Relative ¹⁴C-fatty acid accumulation in different lipid species during [¹⁴C]acetate pulse-chase labeling of developing P. fendleri embryos. A, PC. B, 0HFA-TAG. C, 1HFA-TAG. D, 2HFA-TAG. Data are mean ± sem of three individual labeling replicates of 10 embryos for each time point replicate, 180 total embryos for the time course.

Figure 6

[¹⁴C]glycerol pulse-chase labeling of developing P. fendleri embryos. One hour pulse followed by chase time points of 0, 2, 24, 74, and 120 h. A, Total lipid accumulation (dotted line) and radioactivity incorporated in total lipid (solid line). B, ¹⁴C incorporation into the acyl and backbone fraction of total lipids. [¹⁴C]glycerol incorporation into backbones of neutral lipids and PC measured as (C) DPM per embryo (D) ¹⁴C Percentage. [¹⁴C]glycerol incorporation into backbones of individual PLs measured as (E) DPM per embryo (F) ¹⁴C percentage. Data are mean ± sem of three individual labeling replicates of 10 embryos for each time point replicate, 150 total embryos for the time course.

Figure 7

Metabolic pathway for incorporation of HFA into P. fendleri TAG. Solid lines indicate glycerol backbone transfer where thicker lines represent larger flux. Dotted lines indicate acyl group transfer. A, Hydroxylation of oleic acid (18:1) to ricinoleic acid (18:1OH) in PC. B, Acyl editing cycle to transfer 18:1OH to the acyl CoA pool. C, Elongation of 18:1OH to lesquorelic acid (20:1OH).
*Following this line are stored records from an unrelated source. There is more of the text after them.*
/*!
The virtual port table

A virtual port owns an action list and names a parent port. Sending a
packet to a virtual port runs its actions and continues at the parent,
until a physical port terminates the chain. Chains are followed at most
`MAX_CHAIN_DEPTH` hops.
*/

use action::VPortAction;
use openflow::messages::*;

use std::collections::BTreeMap;

/// Default size of the virtual port table
pub const VPORT_TABLE_MAX_VPORTS: usize = 4096;
/// Most virtual ports a packet passes before it is dropped
pub const MAX_CHAIN_DEPTH: usize = 64;

/// An entry of the virtual port table
#[derive(Debug, Clone, PartialEq)]
pub struct VPortEntry {
    pub vport: u32,
    pub parent_port: u32,
    pub actions: Vec<VPortAction>,
    pub packet_count: u64,
    pub byte_count: u64,
}

/// What a packet entering a virtual port has to go through
#[derive(Debug, Clone, PartialEq)]
pub struct VPortHop {
    pub actions: Vec<VPortAction>,
    pub parent_port: u32,
}

#[derive(Debug)]
pub struct VPortTable {
    max_vports: usize,
    entries: BTreeMap<u32, VPortEntry>,
    lookup_count: u64,
    port_match_count: u64,
    chain_match_count: u64,
}

impl VPortTable {
    pub fn new(max_vports: usize) -> VPortTable {
        VPortTable {
            max_vports: max_vports,
            entries: BTreeMap::new(),
            lookup_count: 0,
            port_match_count: 0,
            chain_match_count: 0,
        }
    }

    pub fn max_vports(&self) -> usize {
        self.max_vports
    }

    pub fn len(&self) -> usize {
        self.entries.len()
    }

    pub fn lookup(&self, vport: u32) -> Option<&VPortEntry> {
        self.entries.get(&vport)
    }

    /// Adds a virtual port with a number from the virtual port range
    pub fn insert(
        &mut self,
        vport: u32,
        parent_port: u32,
        actions: Vec<VPortAction>,
    ) -> Result<(), OfpVportModFailedCode> {
        if !is_vport(vport) || vport == parent_port {
            return Err(OfpVportModFailedCode::BadVport);
        }
        if self.entries.contains_key(&vport) {
            return Err(OfpVportModFailedCode::Exists);
        }
        if self.entries.len() >= self.max_vports {
            return Err(OfpVportModFailedCode::TableFull);
        }
        debug!("Adding virtual port {:#x} with parent {:#x}", vport, parent_port);
        self.entries.insert(
            vport,
            VPortEntry {
                vport: vport,
                parent_port: parent_port,
                actions: actions,
                packet_count: 0,
                byte_count: 0,
            },
        );
        Ok(())
    }

    pub fn remove(&mut self, vport: u32) -> Result<VPortEntry, OfpVportModFailedCode> {
        debug!("Removing virtual port {:#x}", vport);
        self.entries
            .remove(&vport)
            .ok_or(OfpVportModFailedCode::Unknown)
    }

    /// Passes a packet of `bytes` through `vport` and tells where it goes next.
    /// `chained` is set for every hop after the first one of a chain.
    pub fn hop(&mut self, vport: u32, chained: bool, bytes: usize) -> Option<VPortHop> {
        self.lookup_count += 1;
        let entry = self.entries.get_mut(&vport)?;
        if chained {
            self.chain_match_count += 1;
        }
        else {
            self.port_match_count += 1;
        }
        entry.packet_count += 1;
        entry.byte_count += bytes as u64;
        Some(VPortHop {
            actions: entry.actions.clone(),
            parent_port: entry.parent_port,
        })
    }

    pub fn stats(&self) -> OfpVportTableStats {
        OfpVportTableStats {
            max_vports: self.max_vports as u32,
            active_vports: self.entries.len() as u32,
            lookup_count: self.lookup_count,
            port_match_count: self.port_match_count,
            chain_match_count: self.chain_match_count,
        }
    }

    pub fn features(&self) -> OfpVportTableFeatures {
        OfpVportTableFeatures {
            actions: OFP_SUPPORTED_VPORT_TABLE_ACTIONS,
            max_vports: self.max_vports as u32,
            max_chain_depth: MAX_CHAIN_DEPTH as u16,
            mixed_chaining: true,
        }
    }
}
D, De novo DAG is predominantly utilized for PC synthesis. E, Initial TAG is predominantly produced from PC-derived DAG (sn-1/2) not containing an HFA. F, TAG remodeling initially removes non-HFAs from TAG generating sn-1/2 or sn-2/3 DAG from 0HFA-TAG, and sn-2/3 DAG from 1HFA-TAG remodeling. G, Acyl groups removed by TAG remodeling are reincorporated into the acyl-CoA pool and may be further modified on PC and elongated. Enzyme abbreviations: DGAT, diacylglycerol acyltansferase; GPAT, glycerol-3-phosphate acyltransferase; LPAT, lyso-phosphatidic acid acyltransferase; PAP, phosphatidic acid phosphatase; TAGL1, TAGLipase like-1. Substrate abbreviations: G3P, glycerol-3-phosphate; PA, phosphatidic acid.